What is an overhead for creating Java objects from lines of csv file


the code reads lines of CSV file like:

Stream<String> strings = Files.lines(Paths.get(filePath))

then it maps each line in the mapper:

List<String> tokens = line.split(","); return new UserModel(tokens.get(0), tokens.get(1), tokens.get(2), tokens.get(3));

and finally collects it:

Set<UserModel> current = currentStream.collect(toSet())

File size is ~500MB I've connected to the server using jconsole and see that heap size grew from 200MB to 1.8GB while processing.

I can't understand where this x3 memory usage came from - I expected something like 500MB spike or so?

My first impression was it's because there is no throttling and garbage collector simply doesn't have enough time for cleanup. But I've tried to use guava rate limiter to let garbage collector time to do it's job but result is the same.


Solution

  • Tom Hawtin made good points - I just wanna expand on them and provide a bit more details.

    Java Strings take at least 40 bytes of memory (that's for empty string) due to java object header (see later) overhead and an internal byte array. That means the minimal size for non-empty string (1 or more characters) is 48 bytes.

    Nowawadays, JVM uses Compact Strings which means that ASCII-only strings only occupy 1 byte per character - before it was 2 bytes per char minimum. That means if your file contains characters beyond ASCII set, then memory usage can grow significantly.

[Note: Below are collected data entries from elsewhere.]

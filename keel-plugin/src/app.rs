//! Plugin application trait, registration ledger, and lifecycle host.

use keel_core::{Context, NameHash, Object, TypeInfo};
use keel_events::{EventBus, EventHandler, ReceiverId};
use std::sync::{Arc, Mutex, PoisonError};
use tracing::{debug, info, warn};

use crate::{PluginError, Result};

/// Lifecycle state of a hosted plugin, owned exclusively by the host.
/// The plugin module itself is stateless about this; anything that must
/// survive a reload travels through the reload slot's userdata instead.
#[derive(Debug, Clone, Copy, PartialEq, Eq)]
pub enum LifecycleState {
    Unloaded,
    Loaded,
    Running,
    Stopped,
}

/// Callbacks a plugin implements. All are optional.
///
/// `load` is the place to register custom types and subscribe to events;
/// `unload` is the place to undo anything registered manually. Whatever
/// went through the environment's registration helpers is retracted
/// automatically either way.
pub trait PluginApp: Send {
    fn load(&mut self, _env: &mut PluginEnv) {}
    /// May be called multiple times, but never again before the next `stop`.
    fn start(&mut self, _env: &mut PluginEnv) {}
    fn stop(&mut self, _env: &mut PluginEnv) {}
    fn unload(&mut self, _env: &mut PluginEnv) {}
}

/// The environment a plugin registers itself against: the shared context,
/// an optional event bus, and the ledger of everything registered so far.
///
/// Dropping the environment retracts every recorded registration, in
/// reverse registration order, so later-registered types that depend on
/// earlier ones unwind first. Retraction is idempotent; a plugin that
/// already cleaned up manually loses nothing.
pub struct PluginEnv {
    context: Arc<Context>,
    bus: Option<Arc<Mutex<EventBus>>>,
    registered: Vec<(NameHash, Option<String>)>,
    receivers: Vec<ReceiverId>,
}

impl PluginEnv {
    pub fn new(context: Arc<Context>) -> Self {
        Self {
            context,
            bus: None,
            registered: Vec::new(),
            receivers: Vec::new(),
        }
    }

    pub fn with_event_bus(context: Arc<Context>, bus: Arc<Mutex<EventBus>>) -> Self {
        Self {
            context,
            bus: Some(bus),
            registered: Vec::new(),
            receivers: Vec::new(),
        }
    }

    pub fn context(&self) -> &Arc<Context> {
        &self.context
    }

    /// Registers a factory with the shared registry and records it for
    /// automatic retraction on unload.
    pub fn register_factory<T>(&mut self, category: Option<&str>) -> Result<()>
    where
        T: Object + TypeInfo + Default + 'static,
    {
        self.context.register_factory::<T>(category)?;
        self.record_factory(T::type_hash_static(), category);
        Ok(())
    }

    /// Non-generic registration for types minted at runtime, recorded for
    /// retraction like the typed path.
    pub fn register_factory_with<F>(
        &mut self,
        type_hash: NameHash,
        type_name: impl Into<String>,
        category: Option<&str>,
        construct: F,
    ) -> Result<()>
    where
        F: Fn() -> Box<dyn Object> + Send + Sync + 'static,
    {
        self.context
            .register_factory_with(type_hash, type_name, category, construct)?;
        self.record_factory(type_hash, category);
        Ok(())
    }

    /// Appends a (type, category) pair to the retraction ledger. Called by
    /// `register_factory`; exposed for registrations made through other
    /// paths that still want the unload safety net.
    pub fn record_factory(&mut self, type_hash: NameHash, category: Option<&str>) {
        self.registered.push((type_hash, category.map(str::to_string)));
    }

    /// Types recorded for retraction, in registration order.
    pub fn registered_types(&self) -> &[(NameHash, Option<String>)] {
        &self.registered
    }

    /// Subscribes a handler through the engine event bus, recording the
    /// receiver so the subscription is purged on unload.
    pub fn subscribe(&mut self, event_type: NameHash, handler: EventHandler) -> Result<()> {
        let Some(bus) = &self.bus else {
            return Err(PluginError::NotLoaded);
        };
        let receiver = handler.receiver();
        if !self.receivers.contains(&receiver) {
            self.receivers.push(receiver);
        }
        bus.lock()
            .unwrap_or_else(PoisonError::into_inner)
            .subscribe(event_type, handler);
        Ok(())
    }

    fn retract_all(&mut self) {
        // Reverse order: dependents unwind before their dependencies.
        for (type_hash, category) in self.registered.drain(..).rev() {
            self.context.remove_factory(type_hash, category.as_deref());
            self.context.remove_all_attributes(type_hash);
            self.context.remove_subsystem(type_hash);
            debug!(type_hash = %type_hash, "plugin registration retracted");
        }
        if let Some(bus) = &self.bus {
            let mut bus = bus.lock().unwrap_or_else(PoisonError::into_inner);
            for receiver in self.receivers.drain(..) {
                bus.unsubscribe_receiver(receiver);
            }
        }
    }
}

impl Drop for PluginEnv {
    fn drop(&mut self) {
        self.retract_all();
    }
}

/// A resident plugin: its application object plus its environment.
pub struct LoadedPlugin {
    app: Box<dyn PluginApp>,
    env: PluginEnv,
}

impl LoadedPlugin {
    pub fn new(app: Box<dyn PluginApp>, env: PluginEnv) -> Self {
        Self { app, env }
    }

    pub fn context(&self) -> Arc<Context> {
        Arc::clone(&self.env.context)
    }

    pub fn env(&self) -> &PluginEnv {
        &self.env
    }

    pub(crate) fn load(&mut self) {
        self.app.load(&mut self.env);
    }

    pub(crate) fn start(&mut self) {
        self.app.start(&mut self.env);
    }

    pub(crate) fn stop(&mut self) {
        self.app.stop(&mut self.env);
    }

    pub(crate) fn unload(&mut self) {
        self.app.unload(&mut self.env);
    }
}

/// Owns the lifecycle of one plugin instance.
///
/// Only `load` and `unload`/`close` mutate the type registry. Reload is
/// `unload` followed by `load` of a possibly rebuilt image against the
/// same context.
pub struct PluginHost {
    context: Arc<Context>,
    bus: Option<Arc<Mutex<EventBus>>>,
    name: String,
    plugin: Option<LoadedPlugin>,
    state: LifecycleState,
}

impl PluginHost {
    pub fn new(name: impl Into<String>, context: Arc<Context>) -> Self {
        Self {
            context,
            bus: None,
            name: name.into(),
            plugin: None,
            state: LifecycleState::Unloaded,
        }
    }

    /// A host whose plugins can subscribe to events through their
    /// environment; subscriptions are purged on unload.
    pub fn with_event_bus(
        name: impl Into<String>,
        context: Arc<Context>,
        bus: Arc<Mutex<EventBus>>,
    ) -> Self {
        Self {
            context,
            bus: Some(bus),
            name: name.into(),
            plugin: None,
            state: LifecycleState::Unloaded,
        }
    }

    pub fn state(&self) -> LifecycleState {
        self.state
    }

    pub fn context(&self) -> &Arc<Context> {
        &self.context
    }

    /// Constructs the plugin through `factory` and drives its `load`
    /// callback so it can register factories and subsystems.
    pub fn load<F>(&mut self, factory: F) -> Result<()>
    where
        F: FnOnce(Arc<Context>) -> Box<dyn PluginApp>,
    {
        if self.state != LifecycleState::Unloaded {
            return Err(PluginError::AlreadyLoaded(self.name.clone()));
        }
        let app = factory(Arc::clone(&self.context));
        let env = match &self.bus {
            Some(bus) => PluginEnv::with_event_bus(Arc::clone(&self.context), Arc::clone(bus)),
            None => PluginEnv::new(Arc::clone(&self.context)),
        };
        let mut plugin = LoadedPlugin::new(app, env);
        plugin.load();
        info!(plugin = %self.name, types = plugin.env.registered.len(), "plugin loaded");
        self.plugin = Some(plugin);
        self.state = LifecycleState::Loaded;
        Ok(())
    }

    pub fn start(&mut self) -> Result<()> {
        if !matches!(self.state, LifecycleState::Loaded | LifecycleState::Stopped) {
            return Err(PluginError::InvalidTransition {
                operation: "start",
                state: self.state,
            });
        }
        self.plugin_mut()?.start();
        self.state = LifecycleState::Running;
        Ok(())
    }

    pub fn stop(&mut self) -> Result<()> {
        if self.state != LifecycleState::Running {
            return Err(PluginError::InvalidTransition {
                operation: "stop",
                state: self.state,
            });
        }
        self.plugin_mut()?.stop();
        self.state = LifecycleState::Stopped;
        Ok(())
    }

    /// Per-tick hook while the plugin is resident. Reserved for future
    /// per-frame plugin logic; currently validates residency only.
    pub fn step(&mut self) -> Result<()> {
        if self.plugin.is_none() {
            return Err(PluginError::NotLoaded);
        }
        Ok(())
    }

    /// Drives the plugin's `unload` callback, then retracts everything it
    /// registered. The context stays with the host for a successor image.
    pub fn unload(&mut self) -> Result<()> {
        if !matches!(self.state, LifecycleState::Loaded | LifecycleState::Stopped) {
            return Err(PluginError::InvalidTransition {
                operation: "unload",
                state: self.state,
            });
        }
        let mut plugin = self.plugin.take().ok_or(PluginError::NotLoaded)?;
        plugin.unload();
        drop(plugin); // environment drop retracts recorded registrations
        self.state = LifecycleState::Unloaded;
        info!(plugin = %self.name, "plugin unloaded");
        Ok(())
    }

    /// Same retraction path as `unload`, used when shutting the plugin
    /// down for good.
    pub fn close(&mut self) -> Result<()> {
        if self.state == LifecycleState::Running {
            warn!(plugin = %self.name, "closing a running plugin; stopping first");
            self.stop()?;
        }
        self.unload()
    }

    fn plugin_mut(&mut self) -> Result<&mut LoadedPlugin> {
        self.plugin.as_mut().ok_or(PluginError::NotLoaded)
    }
}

    Streams also have more overhead compared to plain iteration with arrays/lists (see here Java 8 stream objects significant memory usage)

    I guess your UserModel object adds at least 32 bytes overhead on top of each line, because:

    • the minimum size of java object is 16 bytes where first 12 bytes are the JVM "overhead": object's class reference (4 bytes when Compressed Oops are used) + the Mark word (used for identity hash code, Biased locking, garbage collectors)
    • and the next 4 bytes are used by the reference to the first "token"
    • and the next 12 bytes are used by 3 references to the second, third and fourth "token"
    • and the last 4 bytes are required due to Java Object Alignment at 8-byte boundaries (on 64-bit architectures)

    That being said, it's not clear whether you even use all the data that you read from the file - you parse 4 tokens from a line but maybe there are more? Moreover, you didn't mention how exactly the heap size "grew" - If it was the commited size or the used size of the heap. The used portion is what actually is being "used" by live objects, the commited portion is what has been allocated by the JVM at some point but could be garbage-collected later; used < commited in most cases.

    You'd have to take a heap snapshot to find out how much memory actually the result set of UserModel occupies and that would actually be interesting to compare to the size of the file.